_Given entries_
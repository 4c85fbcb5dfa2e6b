// ABOUTME: Sources of daemon connection configs: static file entries and a writable store.
// ABOUTME: Defines the repository trait, config entities, and the merge policy across sources.

mod kv;
mod static_repo;
mod store;

pub use kv::{FileStore, KeyValueStore, MemoryStore};
pub use static_repo::StaticConfigRepository;
pub use store::StoreConfigRepository;

use crate::config::ConnectionConfig;
use crate::types::ConfigId;
use async_trait::async_trait;
use serde::{Deserialize, Serialize};
use std::collections::BTreeMap;
use std::sync::Arc;
use thiserror::Error;
use tracing::warn;

/// A connection config together with its identity and mutability.
#[derive(Debug, Clone, PartialEq, Eq, Serialize, Deserialize)]
#[serde(rename_all = "camelCase")]
pub struct ConfigEntity {
    pub id: ConfigId,
    pub read_only: bool,
    pub config: ConnectionConfig,
}

impl ConfigEntity {
    pub fn new(id: ConfigId, config: ConnectionConfig) -> Self {
        Self {
            id,
            read_only: false,
            config,
        }
    }

    /// Copy safe to return to API clients.
    pub fn redacted(&self) -> Self {
        Self {
            id: self.id.clone(),
            read_only: self.read_only,
            config: self.config.redacted(),
        }
    }
}

#[derive(Debug, Error)]
pub enum RepositoryError {
    #[error("configuration {0} is read-only")]
    ReadOnly(ConfigId),

    #[error("configuration store error: {0}")]
    Store(String),

    #[error("malformed configuration document {key}: {source}")]
    Malformed {
        key: String,
        #[source]
        source: serde_json::Error,
    },

    #[error("I/O error: {0}")]
    Io(#[from] std::io::Error),
}

pub type Result<T> = std::result::Result<T, RepositoryError>;

#[async_trait]
pub trait ConfigRepository: Send + Sync {
    /// Short name used in logs and errors.
    fn name(&self) -> &str;

    async fn get_all(&self) -> Result<Vec<ConfigEntity>>;

    async fn find_by_id(&self, id: &ConfigId) -> Result<Option<ConfigEntity>>;

    async fn save(&self, entity: &ConfigEntity) -> Result<()>;

    async fn delete(&self, id: &ConfigId) -> Result<()>;
}

/// Merge listings in repository order. A later listing wins on duplicate ids.
pub fn merge_entities<I>(listings: I) -> BTreeMap<ConfigId, ConfigEntity>
where
    I: IntoIterator<Item = (String, Vec<ConfigEntity>)>,
{
    let mut merged = BTreeMap::new();
    for (repository, entities) in listings {
        for entity in entities {
            if let Some(previous) = merged.insert(entity.id.clone(), entity) {
                warn!(
                    config = %previous.id,
                    winner = %repository,
                    "duplicate daemon configuration, later repository wins"
                );
            }
        }
    }
    merged
}

/// Ordered repositories plus the one that accepts writes.
///
/// Order matters: on duplicate ids the repository added last wins.
#[derive(Clone, Default)]
pub struct RepositorySet {
    ordered: Vec<Arc<dyn ConfigRepository>>,
    writable: Option<Arc<dyn ConfigRepository>>,
}

impl RepositorySet {
    pub fn new() -> Self {
        Self::default()
    }

    /// Add the repository that receives saves.
    pub fn with_store(mut self, repository: Arc<dyn ConfigRepository>) -> Self {
        self.writable = Some(Arc::clone(&repository));
        self.ordered.push(repository);
        self
    }

    pub fn with_repository(mut self, repository: Arc<dyn ConfigRepository>) -> Self {
        self.ordered.push(repository);
        self
    }

    pub fn repositories(&self) -> &[Arc<dyn ConfigRepository>] {
        &self.ordered
    }

    pub fn has_store(&self) -> bool {
        self.writable.is_some()
    }

    /// All entities after applying the merge policy.
    pub async fn list(&self) -> Result<Vec<ConfigEntity>> {
        let mut listings = Vec::with_capacity(self.ordered.len());
        for repository in &self.ordered {
            listings.push((repository.name().to_string(), repository.get_all().await?));
        }
        Ok(merge_entities(listings).into_values().collect())
    }

    /// Persist `entity` in the writable store.
    ///
    /// Fails with `ReadOnly` when there is no store or a read-only repository
    /// already defines the id.
    pub async fn save(&self, entity: &ConfigEntity) -> Result<()> {
        let Some(store) = self.writable.as_ref() else {
            return Err(RepositoryError::ReadOnly(entity.id.clone()));
        };
        for repository in &self.ordered {
            let existing = repository.find_by_id(&entity.id).await?;
            if existing.is_some_and(|existing| existing.read_only) {
                return Err(RepositoryError::ReadOnly(entity.id.clone()));
            }
        }
        store.save(entity).await
    }

    /// Delete `id` from whichever repository holds it. `Ok(false)` if none does.
    pub async fn delete(&self, id: &ConfigId) -> Result<bool> {
        for repository in self.ordered.iter().rev() {
            if repository.find_by_id(id).await?.is_some() {
                repository.delete(id).await?;
                return Ok(true);
            }
        }
        Ok(false)
    }
}

impl std::fmt::Debug for RepositorySet {
    fn fmt(&self, f: &mut std::fmt::Formatter<'_>) -> std::fmt::Result {
        let names: Vec<&str> = self.ordered.iter().map(|r| r.name()).collect();
        f.debug_struct("RepositorySet")
            .field("repositories", &names)
            .field("writable", &self.writable.as_ref().map(|r| r.name()))
            .finish()
    }
}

_Your task_
Write out all of the records above exactly as they appear.

_Output for this task_
repository 4c85fbcb5dfa2e6b
// ABOUTME: Sources of daemon connection configs: static file entries and a writable store.
// ABOUTME: Defines the repository trait, config entities, and the merge policy across sources.

mod kv;
mod static_repo;
mod store;

pub use kv::{FileStore, KeyValueStore, MemoryStore};
pub use static_repo::StaticConfigRepository;
pub use store::StoreConfigRepository;

use crate::config::ConnectionConfig;
use crate::types::ConfigId;
use async_trait::async_trait;
use serde::{Deserialize, Serialize};
use std::collections::BTreeMap;
use std::sync::Arc;
use thiserror::Error;
use tracing::warn;

/// A connection config together with its identity and mutability.
#[derive(Debug, Clone, PartialEq, Eq, Serialize, Deserialize)]
#[serde(rename_all = "camelCase")]
pub struct ConfigEntity {
    pub id: ConfigId,
    pub read_only: bool,
    pub config: ConnectionConfig,
}

impl ConfigEntity {
    pub fn new(id: ConfigId, config: ConnectionConfig) -> Self {
        Self {
            id,
            read_only: false,
            config,
        }
    }

    /// Copy safe to return to API clients.
    pub fn redacted(&self) -> Self {
        Self {
            id: self.id.clone(),
            read_only: self.read_only,
            config: self.config.redacted(),
        }
    }
}

#[derive(Debug, Error)]
pub enum RepositoryError {
    #[error("configuration {0} is read-only")]
    ReadOnly(ConfigId),

    #[error("configuration store error: {0}")]
    Store(String),

    #[error("malformed configuration document {key}: {source}")]
    Malformed {
        key: String,
        #[source]
        source: serde_json::Error,
    },

    #[error("I/O error: {0}")]
    Io(#[from] std::io::Error),
}

pub type Result<T> = std::result::Result<T, RepositoryError>;

#[async_trait]
pub trait ConfigRepository: Send + Sync {
    /// Short name used in logs and errors.
    fn name(&self) -> &str;

    async fn get_all(&self) -> Result<Vec<ConfigEntity>>;

    async fn find_by_id(&self, id: &ConfigId) -> Result<Option<ConfigEntity>>;

    async fn save(&self, entity: &ConfigEntity) -> Result<()>;

    async fn delete(&self, id: &ConfigId) -> Result<()>;
}

/// Merge listings in repository order. A later listing wins on duplicate ids.
pub fn merge_entities<I>(listings: I) -> BTreeMap<ConfigId, ConfigEntity>
where
    I: IntoIterator<Item = (String, Vec<ConfigEntity>)>,
{
    let mut merged = BTreeMap::new();
    for (repository, entities) in listings {
        for entity in entities {
            if let Some(previous) = merged.insert(entity.id.clone(), entity) {
                warn!(
                    config = %previous.id,
                    winner = %repository,
                    "duplicate daemon configuration, later repository wins"
                );
            }
        }
    }
    merged
}

/// Ordered repositories plus the one that accepts writes.
///
/// Order matters: on duplicate ids the repository added last wins.
#[derive(Clone, Default)]
pub struct RepositorySet {
    ordered: Vec<Arc<dyn ConfigRepository>>,
    writable: Option<Arc<dyn ConfigRepository>>,
}

impl RepositorySet {
    pub fn new() -> Self {
        Self::default()
    }

    /// Add the repository that receives saves.
    pub fn with_store(mut self, repository: Arc<dyn ConfigRepository>) -> Self {
        self.writable = Some(Arc::clone(&repository));
        self.ordered.push(repository);
        self
    }

    pub fn with_repository(mut self, repository: Arc<dyn ConfigRepository>) -> Self {
        self.ordered.push(repository);
        self
    }

    pub fn repositories(&self) -> &[Arc<dyn ConfigRepository>] {
        &self.ordered
    }

    pub fn has_store(&self) -> bool {
        self.writable.is_some()
    }

    /// All entities after applying the merge policy.
    pub async fn list(&self) -> Result<Vec<ConfigEntity>> {
        let mut listings = Vec::with_capacity(self.ordered.len());
        for repository in &self.ordered {
            listings.push((repository.name().to_string(), repository.get_all().await?));
        }
        Ok(merge_entities(listings).into_values().collect())
    }

    /// Persist `entity` in the writable store.
    ///
    /// Fails with `ReadOnly` when there is no store or a read-only repository
    /// already defines the id.
    pub async fn save(&self, entity: &ConfigEntity) -> Result<()> {
        let Some(store) = self.writable.as_ref() else {
            return Err(RepositoryError::ReadOnly(entity.id.clone()));
        };
        for repository in &self.ordered {
            let existing = repository.find_by_id(&entity.id).await?;
            if existing.is_some_and(|existing| existing.read_only) {
                return Err(RepositoryError::ReadOnly(entity.id.clone()));
            }
        }
        store.save(entity).await
    }

    /// Delete `id` from whichever repository holds it. `Ok(false)` if none does.
    pub async fn delete(&self, id: &ConfigId) -> Result<bool> {
        for repository in self.ordered.iter().rev() {
            if repository.find_by_id(id).await?.is_some() {
                repository.delete(id).await?;
                return Ok(true);
            }
        }
        Ok(false)
    }
}

impl std::fmt::Debug for RepositorySet {
    fn fmt(&self, f: &mut std::fmt::Formatter<'_>) -> std::fmt::Result {
        let names: Vec<&str> = self.ordered.iter().map(|r| r.name()).collect();
        f.debug_struct("RepositorySet")
            .field("repositories", &names)
            .field("writable", &self.writable.as_ref().map(|r| r.name()))
            .finish()
    }
}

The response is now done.